Air Pollution in Jakarta, Indonesia Under Spotlight: An AI-Assisted Semi-Supervised Learning Approach
Keywords:Semi-Supervised Learning, Random Forest, Artificial Intelligence, Jakarta Air Pollution, Machine Learning
The air quality in the Jakarta area is examined in this study using artificial intelligence (AI) to assist a semi-supervised learning technique. The clustering approach is used in this article to separate air pollution into three main categories moderate, low, and high levels. This clustering helps identify shared characteristics among measures like particulates (PM10 and PM2.5), sulfur dioxide (SO2), nitrogen dioxide (NO2), carbon monoxide (CO), and ozone (O3), even when air quality labels are not always accessible.
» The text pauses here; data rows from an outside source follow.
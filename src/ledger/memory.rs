use async_trait::async_trait;
use std::collections::HashMap;
use tokio::sync::RwLock;
use tracing::{debug, info};

use super::{LedgerError, LedgerStore};
use crate::Amount;
use crate::model::{Balance, Order, OrderStatus};

#[derive(Debug, Default)]
struct LedgerState {
    /// Orders keyed by number; numbers are unique across users.
    orders: HashMap<String, Order>,
    balances: HashMap<String, Balance>,
}

/// In-memory [`LedgerStore`].
///
/// Every operation takes the state lock once, so each call is atomic on its
/// own. Status writes that would move an order backwards are rejected.
#[derive(Debug, Default)]
pub struct MemoryLedger {
    state: RwLock<LedgerState>,
}

impl MemoryLedger {
    pub fn new() -> Self {
        Self::default()
    }

    /// Store a freshly uploaded order as `NEW` and open the user's balance.
    pub async fn register_order(&self, user: &str, number: &str) -> Result<Order, LedgerError> {
        let mut state = self.state.write().await;
        if state.orders.contains_key(number) {
            return Err(LedgerError::DuplicateOrder(number.to_string()));
        }

        let order = Order::new(number, user);
        state.orders.insert(number.to_string(), order.clone());
        state.balances.entry(user.to_string()).or_default();
        Ok(order)
    }

    pub async fn order(&self, number: &str) -> Option<Order> {
        self.state.read().await.orders.get(number).cloned()
    }

    /// Orders of one user, oldest upload first.
    pub async fn orders_for(&self, user: &str) -> Vec<Order> {
        let state = self.state.read().await;
        let mut orders: Vec<_> = state
            .orders
            .values()
            .filter(|o| o.user == user)
            .cloned()
            .collect();
        orders.sort_by(|a, b| {
            a.uploaded_at
                .cmp(&b.uploaded_at)
                .then_with(|| a.number.cmp(&b.number))
        });
        orders
    }

    /// All orders, sorted by user then number.
    pub async fn orders(&self) -> Vec<Order> {
        let state = self.state.read().await;
        let mut orders: Vec<_> = state.orders.values().cloned().collect();
        orders.sort_by(|a, b| a.user.cmp(&b.user).then_with(|| a.number.cmp(&b.number)));
        orders
    }

    /// Balance of one user; users without a balance record have a zero balance.
    pub async fn balance(&self, user: &str) -> Balance {
        self.state
            .read()
            .await
            .balances
            .get(user)
            .copied()
            .unwrap_or_default()
    }

    /// All balances, sorted by user.
    pub async fn balances(&self) -> Vec<(String, Balance)> {
        let state = self.state.read().await;
        let mut balances: Vec<_> = state
            .balances
            .iter()
            .map(|(user, balance)| (user.clone(), *balance))
            .collect();
        balances.sort_by(|a, b| a.0.cmp(&b.0));
        balances
    }

    /// Move `sum` from the user's current balance to the withdrawn total.
    ///
    /// Keeps `current >= 0`.
    pub async fn withdraw(&self, user: &str, sum: Amount) -> Result<Balance, LedgerError> {
        if sum.is_negative() {
            return Err(LedgerError::NegativeAmount(sum));
        }

        let mut state = self.state.write().await;
        let balance = state.balances.entry(user.to_string()).or_default();
        if balance.current < sum {
            return Err(LedgerError::InsufficientFunds(
                user.to_string(),
                balance.current,
                sum,
            ));
        }

        let (Some(current), Some(withdrawn)) = (
            balance.current.checked_sub(sum),
            balance.withdrawn.checked_add(sum),
        ) else {
            return Err(LedgerError::Overflow(user.to_string()));
        };
        balance.current = current;
        balance.withdrawn = withdrawn;
        info!(user, sum = %sum, current = %balance.current, "withdrawal applied");
        Ok(*balance)
    }
}

#[async_trait]
impl LedgerStore for MemoryLedger {
    async fn update_order(
        &self,
        user: &str,
        order: &str,
        status: OrderStatus,
        accrual: Option<Amount>,
    ) -> Result<(), LedgerError> {
        let mut state = self.state.write().await;
        let record = state
            .orders
            .get_mut(order)
            .filter(|o| o.user == user)
            .ok_or_else(|| LedgerError::OrderNotFound(order.to_string(), user.to_string()))?;

        if !record.status.can_advance_to(status) {
            return Err(LedgerError::StatusRegression {
                order: order.to_string(),
                from: record.status,
                to: status,
            });
        }

        record.status = status;
        if accrual.is_some() {
            record.accrual = accrual;
        }
        debug!(order, user, %status, "order updated");
        Ok(())
    }

    async fn credit_balance(&self, user: &str, delta: Amount) -> Result<(), LedgerError> {
        if delta.is_negative() {
            return Err(LedgerError::NegativeAmount(delta));
        }

        let mut state = self.state.write().await;
        let balance = state.balances.entry(user.to_string()).or_default();
        balance.current = balance
            .current
            .checked_add(delta)
            .ok_or_else(|| LedgerError::Overflow(user.to_string()))?;
        debug!(user, delta = %delta, current = %balance.current, "balance credited");
        Ok(())
    }
}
Using the Random Forest method, the air quality will be categorized in this experiment with an accuracy rate of 93%. Additionally, the results of variable significance analysis are examined on this article to identify the variables with the biggest effects on air quality, notably PM10, SO2, and NO2. This study demonstrates the enormous potential of applying machine learning techniques, particularly semi-supervised learning approaches, to assist sustainable environmental regulations while also monitoring and enhancing Jakarta's air quality. We describe the experimental procedures, the findings, and the implications of our research for comprehending and addressing urban air pollution in this article.